Algo que todavía nos inquieta y sorprende de múltiples formas son las historias en las que escuchamos cómo un animal hace algo “casi humano” o demuestran un ingenio, unas emociones y unas formas que, de alguna forma, nos chocan en algún punto de nuestro fuero interno. “Qué inteligentes son en realidad”, “qué sabia es la naturaleza”, “es que los animales en el fondo también tienen sentimientos”. Algunas solamente nos causan un placer curioso como los miles de videos en internet de gatitos holgazaneando, perros cantando con una canción, periquitos bailando, tigres abrazándose a sus cuidadores o cisnes colocándole bien la mascarilla a los turistas que se ganan nuestra atención. Otras nos perturban hasta la médula, como las que nos pudo producir la noticia de la madre osa que se suicidó a golpes contra las barras de su jaula tras estrangular a su hijo abrazándolo al oírlo gritar mientras le perforaban el vientre en una granja de bilis. Y es que todas esas imágenes evocadoras nos fascinan y perturban porque, todavía a día de hoy, en nuestro imaginario colectivo los animales son eso, animales, mientras que los humanos somos una categoría aparte, dotada de cualidades que los diferencian por completo. Cuando observamos cómo los animales sienten, se comportan y actúan, esa base que separa la cúspide humana del resto del reino animal se difumina y, entonces, el lugar en el mundo que nos hemos inventado se tambalea. Y si decía Burroughs que pánico es lo que se siente cuando uno se da cuenta de que todo lo que le rodea está vivo, desde luego una emoción muy parecida es la que puede sentirse cuando uno se da cuenta de que, en realidad, es también un animal más.

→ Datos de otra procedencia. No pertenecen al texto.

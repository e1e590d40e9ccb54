/// Job name constants, shared by the CLI, logging spans and metric labels.
pub const ACTIONS_JOB: &str = "actions";
pub const STATUSES_JOB: &str = "statuses";
pub const TRIGGERS_JOB: &str = "triggers";
pub const CATALOG_PULL_JOB: &str = "pull";
pub const CATALOG_RECOMPILE_JOB: &str = "recompile";

/// Config file picked up from the working directory when `--config` is not given.
pub const DEFAULT_CONFIG_FILE: &str = "xivprep.toml";

// Icon asset defaults
pub const ICON_URL_TEMPLATE: &str = "https://xivapi.com/i/{bucket}/{id}.png";
pub const CATALOG_ICON_URL_TEMPLATE: &str = "https://secure.xivdb.com/img/game/{bucket}/{id}.png";
pub const ICON_CACHE_DIR: &str = "icons";
pub const ICON_EXTENSION: &str = "png";
pub const ICON_PUBLIC_PREFIX: &str = "/icons";
pub const ICON_FETCH_DELAY_MS: u64 = 1000;

/// Upstream shards icon directories by thousands.
pub const ICON_BUCKET_SIZE: u32 = 1000;

// Status export starts with a three row header block (keys, names, types).
pub const STATUS_HEADER_ROWS: usize = 3;
pub const TRUTHY_LITERAL: &str = "True";

pub const CATALOG_API_URL: &str = "https://api.xivdb.com/action?columns=id,name_ja,name_en,name_fr,name_de,name_cns,lodestone_id,lodestone_type,help_ja,help_en,help_fr,help_de,help_cns,json_ja,json_en,json_fr,json_de,json_cns,icon,level,classjob_category,classjob,spell_group,can_target_self,can_target_party,can_target_friendly,can_target_hostile,can_target_dead,status_required,status_gain_self,cost,cost_hp,cost_mp,cost_tp,cost_cp,cast_range,cast_time,recast_time,is_in_game,is_trait,is_pvp,is_target_area,action_category,action_combo,action_proc_status,action_timeline_hit,action_timeline_use,action_data,effect_range,type";

pub mod http_client;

Si bien hay diferencias, a priori, obvias entre humanos y animales, no es menos cierto que también existen entre los distintos grupos y especies de este grupo categórico y conjetural que llamamos “animales”, hasta el punto de que a algunos –como las esponjas, los corales o las ascidias– nos ha llevado bastantes siglos reconocerlos como parte de nuestro selecto club. Y es que no es casualidad que la palabra animal y la palabra ánima (espíritu, fantasma, alma) compartan la misma raíz léxica: un animal es precisamente aquello que, en nuestro imaginario, tiene espíritu, que está “animado”. Y dentro de esta animación, las diferentes y múltiples esArpes animales se han diversificado en formas festivas, llenas de ornamentos y caprichos evolutivos, pero también de diseños hechos para la caza y la supervivencia, pues otra característica propia de los animales es que necesitamos comer, por un lado, y evitar ser comidos, por otro.

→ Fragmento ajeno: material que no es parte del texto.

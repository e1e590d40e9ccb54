//! Icon download and the on-disk icon cache.
//!
//! A file in the cache directory means the icon is done. There is no
//! freshness check: delete the file to force a refetch.

use crate::app::ports::HttpClientPort;
use crate::config::IconConfig;
use crate::constants::ICON_BUCKET_SIZE;
use crate::error::{PrepError, Result};
use std::fmt::Display;
use std::fs::{self, File};
use std::path::PathBuf;
use std::sync::Arc;
use tracing::{debug, error, info};

/// Directory shard of an icon on the upstream server.
pub fn bucket(icon_id: u32) -> u32 {
    icon_id / ICON_BUCKET_SIZE * ICON_BUCKET_SIZE
}

/// Fill `{bucket}` and `{id}` in a URL template, both zero-padded to six digits.
pub fn render_url(template: &str, icon_id: u32) -> String {
    template
        .replace("{bucket}", &format!("{:06}", bucket(icon_id)))
        .replace("{id}", &format!("{:06}", icon_id))
}

pub fn cache_path(config: &IconConfig, name: impl Display) -> PathBuf {
    config
        .cache_dir
        .join(format!("{}.{}", name, config.extension))
}

/// Path written into output records, relative to the site root.
pub fn public_path(config: &IconConfig, name: impl Display) -> String {
    format!(
        "{}/{}.{}",
        config.public_prefix.trim_end_matches('/'),
        name,
        config.extension
    )
}

#[derive(Debug, Clone, Copy, PartialEq, Eq)]
pub enum IconOutcome {
    /// Already on disk, no request made.
    Cached,
    Fetched,
    /// Upstream answered with something other than 200.
    Failed { status: u16 },
}

impl IconOutcome {
    pub fn is_available(&self) -> bool {
        !matches!(self, IconOutcome::Failed { .. })
    }
}

pub struct IconFetcher {
    http: Arc<dyn HttpClientPort>,
    config: IconConfig,
}

impl IconFetcher {
    pub fn new(http: Arc<dyn HttpClientPort>, config: IconConfig) -> Self {
        Self { http, config }
    }

    /// Same cache, different upstream.
    pub fn with_url_template(mut self, template: &str) -> Self {
        self.config.url_template = template.to_string();
        self
    }

    pub fn prepare(&self) -> Result<()> {
        fs::create_dir_all(&self.config.cache_dir)?;
        Ok(())
    }

    pub fn public_path(&self, name: u32) -> String {
        public_path(&self.config, name)
    }

    /// Make sure icon `icon_id` is cached as `{name}.{ext}`.
    ///
    /// A non-200 answer is reported as [`IconOutcome::Failed`] and leaves no
    /// file behind. Transport errors are returned as [`PrepError::Fetch`].
    pub async fn ensure(&self, icon_id: u32, name: u32) -> Result<IconOutcome> {
        let dest = cache_path(&self.config, name);
        if dest.exists() {
            debug!("Icon {} already cached at {}", icon_id, dest.display());
            return Ok(IconOutcome::Cached);
        }

        let url = render_url(&self.config.url_template, icon_id);
        let partial = dest.with_extension(format!("{}.part", self.config.extension));

        let status = {
            let mut file = File::create(&partial)?;
            match self.http.download(&url, &mut file).await {
                Ok(status) => status,
                Err(message) => {
                    let _ = fs::remove_file(&partial);
                    return Err(PrepError::Fetch { url, message });
                }
            }
        };

        if status != 200 {
            let _ = fs::remove_file(&partial);
            error!(url = %url, status, "Failed to fetch icon {}", icon_id);
            return Ok(IconOutcome::Failed { status });
        }

        fs::rename(&partial, &dest)?;
        info!("Fetched icon {} into {}", icon_id, dest.display());

        let delay = self.config.fetch_delay();
        if !delay.is_zero() {
            tokio::time::sleep(delay).await;
        }
        Ok(IconOutcome::Fetched)
    }
}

A este respecto, y desde una perspectiva evolucionista en la línea de pensamiento de Richard Dawkins, todas las cualidades y diseños que presentamos los distintos animales, incluidas aquellas características que nos hacen a los humanos, humanos, han aparecido como “plugins” para mejorar nuestra supervivencia. Así, el lenguaje, el pensamiento abstracto y el complicadísimo comportamiento socio-afectivo que tenemos las personas es una consecuencia más de nuestra propia evolución biológica para ser más “exitosos”, y de la misma manera que nosotros hemos desarrollado estas características, otros animales también la pueden desarrollar. De igual forma, podemos comparAr con nuestras especies parientes, aquellas cualidades que un ancestro nuestro haya desarrollado antes de nuestra aparición, razón por la cual el estudio de otros primates arroja información sobre nosotros mismos. Y no en vano muchos principios de la psicología humana han surgido de estudios inicialmente realizados en animales, como los patrones de condicionamiento clásico y operante que Paulov estudió en perros en su laboratorio de Suiza.
La diferencia entre psicología, antropología y etología es, en verdad, ligeramente discutible si tratamos de buscar los bordes que las separan, hasta el punto de que la etología nació a nivel cientifico como una “psicología comparada” y la antropología es un estudio riguroso de aquello que la psicología humana genera: vínculos afectivos y formas de comunicación, prácticas rituales y de apareamiento, organizaciones sociales, uso de los espacios… Y si quitamos el carácter humano de la ecuación, tenemos pues todos los aspectos que la etología estudia en otros organismos, en tanto que no somos, de ninguna manera, la única especie que los presenta.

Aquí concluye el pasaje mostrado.